#### Task goal
Reply with one number: the count of lines in the listing that contain the string "struct".

* * * * * * * * *

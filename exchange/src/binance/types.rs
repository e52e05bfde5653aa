//! Binance-specific wire types. Nothing outside this module ever sees
//! these shapes — [`super::BinanceAdapter`] normalizes everything to
//! `rebalancer_core::types` before returning.

use serde::Deserialize;

/// Binance account balance entry.
#[derive(Debug, Deserialize)]
pub struct BalanceInfo {
    pub asset: String,
    pub free: String,
    pub locked: String,
}

/// Binance account info response (`GET /api/v3/account`).
#[derive(Debug, Deserialize)]
#[serde(rename_all = "camelCase")]
pub struct AccountInfo {
    pub balances: Vec<BalanceInfo>,
    #[serde(default)]
    pub can_trade: bool,
}

/// Binance order response, shared by create/fetch/cancel/open-orders
/// (`POST /api/v3/order`, `GET /api/v3/order`, `DELETE /api/v3/order`,
/// `GET /api/v3/openOrders`).
#[derive(Debug, Deserialize)]
#[serde(rename_all = "camelCase")]
pub struct OrderResponse {
    pub symbol: String,
    pub order_id: u64,
    pub side: String,
    pub status: String,
    pub price: String,
    pub orig_qty: String,
    pub executed_qty: String,
    #[serde(default)]
    pub cummulative_quote_qty: String,
}

/// Binance top-of-book ticker (`GET /api/v3/ticker/bookTicker`).
#[derive(Debug, Deserialize)]
#[serde(rename_all = "camelCase")]
pub struct BookTicker {
    pub symbol: String,
    pub bid_price: String,
    pub bid_qty: String,
    pub ask_price: String,
    pub ask_qty: String,
}

/// Binance last-price ticker (`GET /api/v3/ticker/price`).
#[derive(Debug, Deserialize)]
pub struct PriceTicker {
    pub symbol: String,
    pub price: String,
}

/// Binance order book depth (`GET /api/v3/depth`). Each level is a
/// `[price, quantity]` pair encoded as strings.
#[derive(Debug, Deserialize)]
pub struct DepthResponse {
    #[serde(default)]
    pub last_update_id: u64,
    pub bids: Vec<[String; 2]>,
    pub asks: Vec<[String; 2]>,
}

/// One symbol's entry in `GET /api/v3/exchangeInfo`.
#[derive(Debug, Deserialize)]
#[serde(rename_all = "camelCase")]
pub struct SymbolInfo {
    pub symbol: String,
    pub base_asset: String,
    pub quote_asset: String,
    pub filters: Vec<SymbolFilter>,
}

/// `GET /api/v3/exchangeInfo` top-level response.
#[derive(Debug, Deserialize)]
pub struct ExchangeInfo {
    pub symbols: Vec<SymbolInfo>,
}

/// A single precision/minimum filter entry. Binance expresses both
/// price and lot-size precision as a `tickSize`/`stepSize` string rather
/// than an integer decimal-places count; `filter_kind` identifies which
/// filter this is so the adapter can pick the ones it needs.
#[derive(Debug, Deserialize)]
#[serde(rename_all = "camelCase")]
pub struct SymbolFilter {
    #[serde(rename = "filterType")]
    pub filter_kind: String,
    #[serde(default)]
    pub tick_size: Option<String>,
    #[serde(default)]
    pub step_size: Option<String>,
    #[serde(default)]
    pub min_notional: Option<String>,
    #[serde(default)]
    pub min_qty: Option<String>,
}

* * * * * * * * *

#### Response for this exercise
9